As Blogged previously (see SFPFC's Ball is in Tribunal's Court), I filed an appeal with the Ministry of Agriculture Appeals Tribunal of the actions, inactions, and decisions of Chicken Farmers of Ontario ("CFO") and Ontario Farm Products Marketing Commission ("OFPMC").
Shortly after receiving my Notice of Appeal, CFO notified the Tribunalthat they didn't want to discuss these issues raised, and would be filing a Motion to Dismiss my appeal. The appeal was held in Guelph ON on May 14, 2014, from 9:30 AM to about 4:00 PM.
There were 3 lawyers who were assigned to the Tribunal. These were lawyers who work in private practice, and have been appointed to hear the cases assigned to them for the Appeals Tribunal. There were 2 lawyers (articling law students?) from London ON, a staff member from CFO, 2 Tribunal staff members, a staff member from OFPMC, and Jim Rohman, a Blogger and agriculturee reporter who was kind enough to come from Kitchener ON to cover this trial, then Blog on his perceptions (see link above).
The Tribunal Hearing was all very professional, cordial, and respectful. I felt that our arguments were listened to by all members on the Tribunal Panel.
CFO went first, as it was their Motion To Dismiss. The lawyer for CFO, Mr. Spurr, took about 1.5 hrs to present his arguments in favor of CFO's motion.
Since OFPMC was so closely aligned with CFO, Ms Michelle Ireland, lawyer for OFPMC, was allowed to go next. She confirmed that OFPMC was in full agreement with everything that CFO said.
Finally it was my turn. The Tribunal offered to do an early lunch, and I start after lunch, or I start before lunch, and resume to finish after lunch. Calculating the importance of getting immediacy to respond to CFO's case before lunch could solidify these opposing views without the balance provided by my alternative views, I decided it best to do my prepared presentation before lunch, then argue against what CFO had presented. I accepted the Tribunal's offer to get started on my arguments immediately, then call lunch, and finish my presentation after lunch.
My viva voce [Latin for "live voice"] arguments are available as Appellant's Viva Voce Arguments. The case law and other documents referred to in the foot notes are indexed and available in the Submissions Brief (see below) using the Footnote # sequence.

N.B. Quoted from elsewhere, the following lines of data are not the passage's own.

// Object storage boundary for file attachments.
//
// The server never serves file bytes itself: an uploaded blob goes to an
// external object store which hands back a retrievable URL, and that URL is
// embedded opaquely in a file-type chat message. The memory variant backs
// tests and single-machine development.

use std::collections::HashMap;
use std::sync::Arc;

use anyhow::{Context, Result};
use tokio::sync::RwLock;
use url::Url;
use uuid::Uuid;

#[derive(Clone)]
pub enum ObjectStore {
    Http(HttpObjectStore),
    #[cfg_attr(not(test), allow(dead_code))]
    Memory(Arc<RwLock<HashMap<String, Vec<u8>>>>),
}

#[derive(Clone)]
pub struct HttpObjectStore {
    client: reqwest::Client,
    base_url: Url,
}

impl ObjectStore {
    pub fn http(base_url: &str) -> Result<Self> {
        let base_url = Url::parse(base_url).context("invalid object store base URL")?;
        Ok(Self::Http(HttpObjectStore { client: reqwest::Client::new(), base_url }))
    }

    pub fn memory() -> Self {
        Self::Memory(Arc::new(RwLock::new(HashMap::new())))
    }

    /// Store a blob under a fresh unique key and return its retrievable URL.
    pub async fn put(&self, file_name: &str, bytes: Vec<u8>) -> Result<String> {
        let key = format!("{}/{file_name}", Uuid::new_v4());
        match self {
            Self::Http(store) => {
                let target = store
                    .base_url
                    .join(&key)
                    .context("failed to build object store URL")?;
                let response = store
                    .client
                    .put(target.clone())
                    .body(bytes)
                    .send()
                    .await
                    .context("object store upload failed")?;
                if !response.status().is_success() {
                    anyhow::bail!("object store upload returned {}", response.status());
                }
                Ok(target.to_string())
            }
            Self::Memory(store) => {
                store.write().await.insert(key.clone(), bytes);
                Ok(format!("memory://objects/{key}"))
            }
        }
    }

    #[cfg(test)]
    pub async fn get_for_tests(&self, url: &str) -> Option<Vec<u8>> {
        match self {
            Self::Memory(store) => {
                let key = url.strip_prefix("memory://objects/")?;
                store.read().await.get(key).cloned()
            }
            Self::Http(_) => None,
        }
    }
}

I was required to submit copies of all the case law and other documents to which i referred and relied upon during my viva voce arguments that I presented at the Tribunal Hearing. A copy of all these documents has been submitted to the Tribunal as the Appellant's Viva Voce Arguments Submissions Brief (Version A01) which you can download and review (Caution: it's a 29.16 MByte Adobe Acrobat pdf, with 1,623 pages, so dialup Internet users will be a lifetime getting it downloaded). In Adobe Reader, bookmarks are activated by clicking on a blue ribbon symbol near the top of the left margin of the Reader window. The references are bookmarked in this file using the format: XX_TitleDescription where XX is the Footnote # in the Appellant's Viva Voce Arguments, and TitleDescription is a short description of the document starting at that bookmark.
In this preliminary version of the submission's brief, I have been unable to obtain the following cases and reference documents:
- Footnote #4: United Nations Committee on Economic, Social and Cultural Rights, Responses to the Supplementary Questions to Canada’s Third Report on the International Covenant on Economic, Social and Cultural Rights, 1998, UN Doc HR/CESCR/NONE/98/8 I have a request in to Heritage Canada to supply me this document.
- Footnote #19: Lorne Sossin, Boundaries of Judicial Review: The Law of Justiciability in Canada, 2nd ed., ISBN: 978-0-7798-4933-8 (Toronto:Thomson Reuters, 2012) at pg. 244. I have an inter-library loan request for a copy of page 244 of this textbook submitted to Osgoode Law Library at York University. In the interim, I have included a Book Review on the text, and the Table of Contents showing the item referenced on pg. 244.